Personal information
- Full name: Robert Marc Jones
- Date of birth: 5 November 1971 (age 54)
- Place of birth: Wrexham, Wales
- Height: 5 ft 8 in (1.73 m)
- Position: Right-back

Senior career*
- Years: Team / Apps / (Gls)
- 1988–1991: Crewe Alexandra / 75 / (2)
- 1991–1999: Liverpool / 185 / (0)
- 1999: West Ham United / 0 / (0)
- Total:  / 260 / (2)

International career
- 1993: England U21 / 2 / (0)
- 1992–1995: England / 8 / (0)

= Rob Jones (footballer, born 1971) =

English footballer

Robert Marc Jones (born 5 November 1971) is a professional football coach and former player Born in Wales, he represented England at international level.

As a player he was a defender from 1988 to 1999. After starting his career with Crewe Alexandra, he went on to make a name for himself with Liverpool where he won both the FA Cup and League Cup before finishing his career with a brief spell with West Ham United.
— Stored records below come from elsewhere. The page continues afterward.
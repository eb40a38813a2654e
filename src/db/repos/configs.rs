use rusqlite::{params, Row};

use crate::db::models::{CheckInConfig, CreateConfigInput, UpdateConfigInput};
use crate::db::DbPool;
use crate::error::AppError;
use crate::validation::require_valid_id;

fn validate_hours(start: u32, end: u32) -> Result<(), AppError> {
    if start >= end || end > 24 {
        return Err(AppError::Validation(format!(
            "work_start_hour ({start}) must be before work_end_hour ({end}), both within 0-24"
        )));
    }
    Ok(())
}

fn validate_weekdays(days: &[u8]) -> Result<(), AppError> {
    if days.iter().any(|d| *d > 6) {
        return Err(AppError::Validation(
            "excluded_weekdays values must be 0 (Monday) through 6 (Sunday)".into(),
        ));
    }
    if days.len() >= 7 {
        return Err(AppError::Validation(
            "excluded_weekdays cannot exclude every day of the week".into(),
        ));
    }
    Ok(())
}

fn validate_bounds(input: &CreateConfigInput) -> Result<(), AppError> {
    if let Some(n) = input.interval_hours {
        if n < 1 {
            return Err(AppError::Validation("interval_hours must be at least 1".into()));
        }
    }
    if let Some(n) = input.max_daily_checkins {
        if n < 1 {
            return Err(AppError::Validation("max_daily_checkins must be at least 1".into()));
        }
    }
    if let Some(t) = input.friction_threshold {
        if !(0.0..=1.0).contains(&t) {
            return Err(AppError::Validation(
                "friction_threshold must be between 0 and 1".into(),
            ));
        }
    }
    if let Some(n) = input.auto_escalate_after_missed {
        if n < 1 {
            return Err(AppError::Validation(
                "auto_escalate_after_missed must be at least 1".into(),
            ));
        }
    }
    if let Some(n) = input.grace_hours {
        if n < 1 {
            return Err(AppError::Validation("grace_hours must be at least 1".into()));
        }
    }
    validate_hours(
        input.work_start_hour.unwrap_or(9),
        input.work_end_hour.unwrap_or(17),
    )?;
    if let Some(ref days) = input.excluded_weekdays {
        validate_weekdays(days)?;
    }
    // A row's scope is exactly one of org default / team / user / task.
    let scopes = [
        input.team_id.is_some(),
        input.user_id.is_some(),
        input.task_id.is_some(),
    ];
    if scopes.iter().filter(|s| **s).count() > 1 {
        return Err(AppError::Validation(
            "config scope must be exactly one of team_id, user_id, task_id (or none for the org default)".into(),
        ));
    }
    Ok(())
}

fn row_to_config(row: &Row) -> rusqlite::Result<CheckInConfig> {
    let weekdays_json: String = row.get("excluded_weekdays")?;
    let excluded_weekdays: Vec<u8> = serde_json::from_str(&weekdays_json).unwrap_or_default();
    Ok(CheckInConfig {
        id: row.get("id")?,
        org_id: row.get("org_id")?,
        team_id: row.get("team_id")?,
        user_id: row.get("user_id")?,
        task_id: row.get("task_id")?,
        enabled: row.get::<_, i32>("enabled")? != 0,
        interval_hours: row.get("interval_hours")?,
        friction_threshold: row.get("friction_threshold")?,
        max_daily_checkins: row.get("max_daily_checkins")?,
        work_start_hour: row.get("work_start_hour")?,
        work_end_hour: row.get("work_end_hour")?,
        respect_timezone: row.get::<_, i32>("respect_timezone")? != 0,
        excluded_weekdays,
        auto_escalate_after_missed: row.get("auto_escalate_after_missed")?,
        escalate_to_manager: row.get::<_, i32>("escalate_to_manager")? != 0,
        ai_suggestions_enabled: row.get::<_, i32>("ai_suggestions_enabled")? != 0,
        sentiment_analysis_enabled: row.get::<_, i32>("sentiment_analysis_enabled")? != 0,
        grace_hours: row.get("grace_hours")?,
        created_at: row.get("created_at")?,
        updated_at: row.get("updated_at")?,
    })
}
He was capped eight times by England.

In 2013 he turned to coaching and was part of the Liverpool Academy coaching staff for several seasons.

==Early life==
Jones, who grew up in Ellesmere Port, Cheshire, is the grandson of former Liverpool player Bill Jones.

==Club career==
===Crewe Alexandra===
Jones began his career with Crewe Alexandra, signing professional forms at the age of 17 on 20 December 1988 when Crewe were in Division Four. The right-back settled quickly, quietly going about his defensive duties until being spotted during the 1991–92 season, accidentally, by Liverpool manager Graeme Souness who was at Gresty Road looking at a different player. Souness put in an offer of £300,000 which was accepted, and on 4 October 1991, a month before his 20th birthday, he became a Liverpool player.

===Liverpool===
His debut for the Reds came on 6 October 1991, just 48 hours after he had signed on at Anfield, with a game at Old Trafford, where he excelled against United winger Ryan Giggs and was named Man Of The Match in a goalless league draw. By the end of the season, Jones had won over the coach, become a regular in the starting line-up, had gained his first international cap, as well as helped the Reds to the final of the FA Cup at Wembley – a final that saw Liverpool beat Sunderland 2–0. He was also named in the 1991/92 PFA Team of the Year. However, he was ruled out of England's Euro 92 squad due to shin splints.

Over the next four seasons he was a regular member of the Liverpool starting line-up and in the sides that beat Bolton Wanderers 2–1 in the 1995 Football League Cup final and lost 1–0 to Man United in the 1996 FA Cup final. He was once more named in the PFA Team of the Year (1994/95).

When Liverpool signed midfielder Jason McAteer, who arrived in 1995, Roy Evans converted McAteer to right-back and employed Jones on the left-side in a wingback role as Liverpool changed from their normal 4–4–2 to an attack-minded 5–3–2 formation.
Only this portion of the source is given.